Metadata-Version: 2.1
Name: extr
Version: 0.0.41
Summary: Named Entity Recognition (NER) and Relation Extraction (RE) library using Regular Expressions
Home-page: https://github.com/dpasse/extr
License: UNKNOWN
Keywords: Named Entity Recognition,Relation Extraction,NER,RE,NLP
Platform: UNKNOWN
Description-Content-Type: text/markdown

# Extr
> Named Entity Recognition (NER) and Relation Extraction (RE) library using Regular Expressions

<br />

## Install

```
pip install extr
```

## Example

```python
text = 'Ted is a Pitcher.'
```

### 1. Entity Extraction
> Find Named Entities from text.

```python
from extr import RegEx, RegExLabel
from extr.entities import EntityExtractor

entity_extractor = EntityExtractor([
    RegExLabel('PERSON', [
        RegEx([r'ted'], re.IGNORECASE)
    ]),
    RegExLabel('POSITION', [
        RegEx([r'pitcher'], re.IGNORECASE)
    ]),
])

entities = entity_extractor.get_entities(text)

## entities == [
##      <Entity label="POSITION" text="Pitcher" span=(9, 16)>,
##      <Entity label="PERSON" text="Ted" span=(0, 3)>
## ]
```

**<i> or add a knowledge base</i>**

```python
from extr import RegEx, RegExLabel
from extr.entities import create_entity_extractor

entity_extractor = create_entity_extractor(
    [
        RegExLabel('POSITION', [
            RegEx([r'pitcher'], re.IGNORECASE)
        ]),
    ],
    kb={
        'PERSON': ['Ted']
    }
)

entities = entity_extractor.get_entities(text)

## entities == [
##      <Entity label="POSITION" text="Pitcher" span=(9, 16)>,
##      <Entity label="PERSON" text="Ted" span=(0, 3)>
## ]
```

### 2. Visualize Entities in HTML
> Annotate text to display in HTML.

```python
from extr.entities.viewers import HtmlViewer

viewer = HtmlViewer()
viewer.append(text, entities)

html = viewer.create_view(custom_styles="""
    .lb-PERSON {
        background-color: orange;
    }

    .lb-POSITION {
        background-color: yellow;
    }
""")
```

![](https://github.com/dpasse/extr/blob/main/docs/images/annotations.JPG)

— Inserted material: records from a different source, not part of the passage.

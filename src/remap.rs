use crate::error::*;
use crate::image::Image;
use crate::kmeans::Kmeans;
use crate::nearest::Nearest;
use crate::pal::{ARGBF, LIQ_WEIGHT_MSE, MIN_OPAQUE_A, PalF, PalIndex, Palette, f_pixel, gamma_lut};
use crate::quant::{quality_to_mse, QuantizationResult};
use crate::rows::temp_buf;
use crate::seacow::{RowBitmap, RowBitmapMut};
use rayon::iter::ParallelBridge;
use rayon::iter::ParallelIterator;
use rgb::ComponentMap;
use std::cell::RefCell;
use std::mem::MaybeUninit;
use thread_local::ThreadLocal;

#[repr(u8)]
#[derive(Eq, PartialEq, Clone, Copy)]
pub enum DitherMapMode {
    None = 0,
    Enabled = 1,
    Always = 2,
}

pub(crate) struct Remapped {
    pub(crate) int_palette: Palette,
    pub(crate) palette_error: Option<f64>,
}

#[inline(never)]
pub(crate) fn remap_to_palette<'x, 'b: 'x>(image: &mut Image, output_pixels: &'x mut RowBitmapMut<'b, MaybeUninit<u8>>, palette: &mut PalF) -> Result<(f64, RowBitmap<'x, u8>), liq_error> {
    let width = image.width();

    let n = Nearest::new(palette);
    let colors = palette.as_slice();
    let palette_len = colors.len();

    let mut background = image.background.as_mut();
    let transparent_index = if background.is_some() {
        n.search(&f_pixel::default(), 0).0 as i16
    } else { -1 };

    if background.is_some() && colors[transparent_index as usize].a > MIN_OPAQUE_A {
        background = None;
    }

    let tls = ThreadLocal::new();
    let per_thread_buffers = move || (RefCell::new((Kmeans::new(palette_len), temp_buf(width), temp_buf(width), temp_buf(width))));

    let tls_tmp1 = tls.get_or(per_thread_buffers);
    let mut tls_tmp = tls_tmp1.borrow_mut();

    let input_rows = image.px.rows_iter(&mut tls_tmp.1)?;
    let background = background.map(|bg| bg.px.rows_iter(&mut tls_tmp.1)).transpose()?;
    drop(tls_tmp);

    let remapping_error = output_pixels.rows_mut().enumerate().par_bridge().map(|(row, output_pixels_row)| {
        let mut remapping_error = 0.;
        let (kmeans, temp_row, temp_row_f, temp_row_f_bg) = &mut *tls.get_or(per_thread_buffers).borrow_mut();

        let output_pixels_row = &mut output_pixels_row[..width];
        let row_pixels = &input_rows.row_f2(temp_row, temp_row_f, row)[..width];
        let bg_pixels = if let Some(background) = &background  {
            &background.row_f2(temp_row, temp_row_f_bg, row)[..width]
        } else { &[] };

        let mut last_match = 0;
        for (col, (inp, out)) in row_pixels.iter().zip(output_pixels_row).enumerate() {
            let (idx, mut diff) = n.search(inp, last_match);
            last_match = idx;
            if !bg_pixels.is_empty() {
                let bg_diff = bg_pixels[col].diff(&colors[last_match as usize]);
                if bg_diff <= diff {
                    diff = bg_diff;
                    last_match = transparent_index as PalIndex;
                }
            }
            out.write(last_match);
            remapping_error += diff as f64;
            if last_match as i16 != transparent_index {
                kmeans.update_color(*inp, 1., last_match);
            }
        }
        remapping_error
    })
    .sum::<f64>();

    if let Some(kmeans) = tls.into_iter()
        .map(|t| RefCell::into_inner(t).0)
        .reduce(Kmeans::merge) { kmeans.finalize(palette); }

    let remapping_error = remapping_error / (image.px.width * image.px.height) as f64;
    Ok((remapping_error, unsafe { output_pixels.assume_init() }))
}

fn get_dithered_pixel(dither_level: f32, max_dither_error: f32, thiserr: f_pixel, px: f_pixel) -> f_pixel {
    let s = thiserr.0 * dither_level;
    // This prevents gaudy green pixels popping out of the blue (or red or black! ;)
    let dither_error = s.r * s.r + s.g * s.g + s.b * s.b + s.a * s.a;
    if dither_error < 2. / 256. / 256. {
        // don't dither areas that don't have noticeable error — makes file smaller
        return px;
    }

    let mut ratio: f32 = 1.;
    const MAX_OVERFLOW: f32 = 1.1;
    const MAX_UNDERFLOW: f32 = -0.1;
    // allowing some overflow prevents undithered bands caused by clamping of all channels
    if px.r + s.r > MAX_OVERFLOW {
        ratio = ratio.min((MAX_OVERFLOW - px.r) / s.r);
    } else if px.r + s.r < MAX_UNDERFLOW {
        ratio = ratio.min((MAX_UNDERFLOW - px.r) / s.r);
    }
    if px.g + s.g > MAX_OVERFLOW {
        ratio = ratio.min((MAX_OVERFLOW - px.g) / s.g);
    } else if px.g + s.g < MAX_UNDERFLOW {
        ratio = ratio.min((MAX_UNDERFLOW - px.g) / s.g);
    }
    if px.b + s.b > MAX_OVERFLOW {
        ratio = ratio.min((MAX_OVERFLOW - px.b) / s.b);
    } else if px.b + s.b < MAX_UNDERFLOW {
        ratio = ratio.min((MAX_UNDERFLOW - px.b) / s.b);
    }
    if dither_error > max_dither_error {
        ratio *= 0.8;
    }
    f_pixel(ARGBF {
        a: (px.a + s.a).clamp(0., 1.),
        r: px.r + s.r * ratio,
        g: px.g + s.g * ratio,
        b: px.b + s.b * ratio,
    })
}

/// Uses edge/noise map to apply dithering only to flat areas. Dithering on edges creates jagged lines, and noisy areas are "naturally" dithered.
///
///  If output_image_is_remapped is true, only pixels noticeably changed by error diffusion will be written to output image.
#[inline(never)]
pub(crate) fn remap_to_palette_floyd(input_image: &mut Image, mut output_pixels: RowBitmapMut<'_, MaybeUninit<u8>>, quant: &QuantizationResult, max_dither_error: f32, output_image_is_remapped: bool) -> Result<(), liq_error> {
    let progress_stage1 = if quant.use_dither_map != DitherMapMode::None { 20 } else { 0 };

    let width = input_image.width();
    let height = input_image.height();

    let mut temp_row = temp_buf(width);

    let dither_map = if quant.use_dither_map != DitherMapMode::None {
        input_image.dither_map.as_deref().or(input_image.edges.as_deref()).unwrap_or(&[])
    } else {
        &[]
    };
    let mut input_image_iter = input_image.px.rows_iter(&mut temp_row)?;
    let mut background = input_image.background.as_mut().map(|bg| bg.px.rows_iter(&mut temp_row)).transpose()?;

    let errwidth = width + 2; // +2 saves from checking out of bounds access
    let mut thiserr_data = vec![f_pixel::default(); errwidth * 2];
    let (mut thiserr, mut nexterr) = thiserr_data.split_at_mut(errwidth);
    let n = Nearest::new(&quant.palette);
    let palette = quant.palette.as_slice();

    let transparent_index = if background.is_some() { n.search(&f_pixel::default(), 0).0 } else { 0 };
    if background.is_some() && palette[transparent_index as usize].a > MIN_OPAQUE_A {
        background = None;
    }
    // response to this value is non-linear and without it any value < 0.8 would give almost no dithering
    let mut base_dithering_level = (1. - (1. - quant.dither_level) * (1. - quant.dither_level)) * (15. / 16.); // prevent small errors from accumulating
    if !dither_map.is_empty() {
        base_dithering_level *= 1. / 255.; // dither_map is in 0-255 scale
    }
    let mut scan_forward = true;
    let mut temp_row = temp_buf(width);

    for (row, output_pixels_row) in output_pixels.rows_mut().enumerate() {
        if quant.remap_progress(progress_stage1 as f32 + row as f32 * (100. - progress_stage1 as f32) / height as f32) {
            return Err(LIQ_ABORTED);
        }
        nexterr.fill_with(f_pixel::default);
        let mut col = if scan_forward { 0 } else { width - 1 };
        let row_pixels = input_image_iter.row_f(&mut temp_row, row as _);
        let bg_pixels = background.as_mut().map(|b| b.row_f(&mut temp_row, row as _)).unwrap_or(&[]);
        let dither_map = dither_map.get(row * width .. row * width + width).unwrap_or(&[]);
        let mut undithered_bg_used = 0;
        let mut last_match = 0;
        loop {
            let mut dither_level = base_dithering_level;
            if let Some(&l) = dither_map.get(col) {
                dither_level *= l as f32;
            }
            let input_px = row_pixels[col];
            let spx = get_dithered_pixel(dither_level, max_dither_error, thiserr[col + 1], input_px);
            let guessed_match = if output_image_is_remapped {
                unsafe { output_pixels_row[col].assume_init() }
            } else {
                last_match
            };
            let (dither_index, dither_diff) = n.search(&spx, guessed_match);
            last_match = dither_index;
            let mut output_px = palette[last_match as usize];
            if let Some(bg_pixel) = bg_pixels.get(col) {
                // if the background makes better match *with* dithering, it's a definitive win
                let bg_for_dither_diff = spx.diff(bg_pixel);
                if bg_for_dither_diff <= dither_diff {
                    output_px = *bg_pixel;
                    last_match = transparent_index;
                } else if undithered_bg_used > 1 {
                    // the undithered fallback can cause artifacts when too many undithered pixels accumulate a big dithering error
                    // so periodically ignore undithered fallback to prevent that
                    undithered_bg_used = 0;
                } else {
                    // if dithering is not applied, there's a high risk of creating artifacts (flat areas, error accumulating badly),
                    // OTOH poor dithering disturbs static backgrounds and creates oscilalting frames that break backgrounds
                    // back and forth in two differently bad ways
                    let max_diff = input_px.diff(bg_pixel);
                    let dithered_diff = input_px.diff(&output_px);
                    // if dithering is worse than natural difference between frames
                    // (this rule dithers moving areas, but does not dither static areas)
                    if dithered_diff > max_diff {
                        // then see if an undithered color is closer to the ideal
                        let guessed_px = palette[guessed_match as usize];
                        let undithered_diff = input_px.diff(&guessed_px); // If dithering error is crazy high, don't propagate it that much
                        if undithered_diff < max_diff {
                            undithered_bg_used += 1;
                            output_px = guessed_px;
                            last_match = guessed_match;
                        }
                    }
                }
            }
            output_pixels_row[col].write(last_match);
            let mut err = spx.0 - output_px.0;
            // This prevents crazy geen pixels popping out of the blue (or red or black! ;)
            if err.r * err.r + err.g * err.g + err.b * err.b + err.a * err.a > max_dither_error {
                err *= 0.75;
            }
            if scan_forward {
                thiserr[col + 2].0 += err * (7. / 16.);
                nexterr[col + 2].0 = err * (1. / 16.);
                nexterr[col + 1].0 += err * (5. / 16.);
                nexterr[col].0 += err * (3. / 16.);
            } else {
                thiserr[col].0 += err * (7. / 16.);
                nexterr[col + 2].0 += err * (3. / 16.);
                nexterr[col + 1].0 += err * (5. / 16.);
                nexterr[col].0 = err * (1. / 16.);
            }
            if scan_forward {
                col += 1;
                if col >= width {
                    break;
                }
            } else {
                if col == 0 {
                    break;
                }
                col -= 1;
            }
        }
        std::mem::swap(&mut thiserr, &mut nexterr);
        scan_forward = !scan_forward;
    }
    Ok(())
}

impl Remapped {
    #[allow(clippy::or_fun_call)]
    pub fn new(result: &QuantizationResult, image: &mut Image, mut output_pixels: RowBitmapMut<'_, MaybeUninit<u8>>) -> Result<Self, liq_error> {
        let mut palette = result.palette.clone();
        let progress_stage1 = if result.use_dither_map != DitherMapMode::None { 20 } else { 0 };

        let posterize = result.min_posterization_output;
        if result.remap_progress(progress_stage1 as f32 * 0.25) {
            return Err(LIQ_ABORTED);
        }

        let mut palette_error = result.palette_error;
        let int_palette;
        if result.dither_level == 0. {
            int_palette = Self::make_int_palette(&mut palette, result.gamma, posterize);
            palette_error = Some(remap_to_palette(image, &mut output_pixels, &mut palette)?.0);
        } else {
            let is_image_huge = (image.px.width * image.px.height) > 2000 * 2000;
            let allow_dither_map = result.use_dither_map == DitherMapMode::Always || (!is_image_huge && result.use_dither_map != DitherMapMode::None);
            let generate_dither_map = allow_dither_map && (image.edges.is_some() && image.dither_map.is_none());
            if generate_dither_map {
                // If dithering (with dither map) is required, this image is used to find areas that require dithering
                let (tmp_re, row_pointers_remapped) = remap_to_palette(image, &mut output_pixels, &mut palette)?;
                palette_error = Some(tmp_re);
                image.update_dither_map(&row_pointers_remapped, &mut palette);
            }
            let output_image_is_remapped = generate_dither_map;

            if result.remap_progress(progress_stage1 as f32 * 0.5) {
                return Err(LIQ_ABORTED);
            }

            // remapping above was the last chance to do K-Means iteration, hence the final palette is set after remapping
            int_palette = Self::make_int_palette(&mut palette, result.gamma, posterize);
            let max_dither_error = (palette_error.unwrap_or(quality_to_mse(80)) * 2.4).max(quality_to_mse(35)) as f32;
            remap_to_palette_floyd(image, output_pixels, result, max_dither_error, output_image_is_remapped)?;
        }

        Ok(Self {
            int_palette, palette_error,
        })
    }

    /// Also rounds the input pal
    pub fn make_int_palette(palette: &mut PalF, gamma: f64, posterize: u8) -> Palette {
        let mut int_palette = Palette {
            count: palette.len() as _,
            entries: [Default::default(); 256],
        };
        let lut = gamma_lut(gamma);
        for ((f_color, f_pop), int_pal) in palette.iter_mut().zip(int_palette.as_mut_slice()) {
            let mut px = f_color.to_rgb(gamma)
                .map(move |c| posterize_channel(c, posterize));
            *f_color = f_pixel::from_rgba(&lut, px);
            if px.a == 0 && !f_pop.is_fixed() {
                px.r = 71u8;
                px.g = 112u8;
                px.b = 76u8;
            }
            *int_pal = px;
        }
        int_palette
    }
}

pub(crate) fn mse_to_standard_mse(mse: f64) -> f64 {
    (mse * 65536. / 6.) / LIQ_WEIGHT_MSE // parallelized dither map might speed up floyd remapping
}

#[inline]
fn posterize_channel(color: u8, bits: u8) -> u8 {
    if bits == 0 {
        color
    } else {
        (color & !((1 << bits) - 1)) | (color >> (8 - bits))
    }
}

#[test]
fn send() {
    fn is_send<T: Send>() {}

    is_send::<RowBitmapMut<'_, MaybeUninit<u8>>>();
}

### 3. Relation Extraction
> Annotate and Extract Relationships between Entities

```python
from extr.entities import EntityAnnotator
from extr.relations import RelationExtractor, \
                           RegExRelationLabelBuilder

## define relationship between PERSON and POSITION
relationship = RegExRelationLabelBuilder('is_a') \
    .add_e1_to_e2(
        'PERSON', ## e1
        [
            ## define how the relationship exists in nature
            r'\s+is\s+a\s+',
        ],
        'POSITION' ## e2
    ) \
    .build()

relations_to_extract = [relationship]

## `entities` see 'Entity Extraction' above
annotated_text = EntityAnnotator().annotate(text, entities)
relations = RelationExtractor(relations_to_extract).extract(annotated_text, entities)

## relations == [
##      <Relation e1="Ted" r="is_a" e2="Pitcher">
## ]

```

### 4. Apply Attributes to Entities
> mark entities based on their surroundings

```python
from extr.entities import EntityAttributor, \
                          AttributeToApply, \
                          AttributeApplications, \
                          AttributeSetup


negative_text = 'Ted is not a Pitcher.'
entities = extractor.get_entities(negative_text)

attributor = EntityAttributor(
    attribute_name='ctypes',
    settings = [
        AttributeToApply(
            'NEGATIVE',
            applications=[
                AttributeApplications(
                    entities=['POSITION'],
                    setups=[
                        AttributeSetup(before=r' not a ')
                    ]
                )
            ]
        )
    ]
)

entities = attributor.set_attributes(negative_text, entities)

## entities == [
##      <Entity label="POSITION" text="Pitcher" span=(13, 20) attributes={"ctypes": ["NEGATIVE"]}>,
##      <Entity label="PERSON" text="Ted" span=(0, 3)>
## ]
```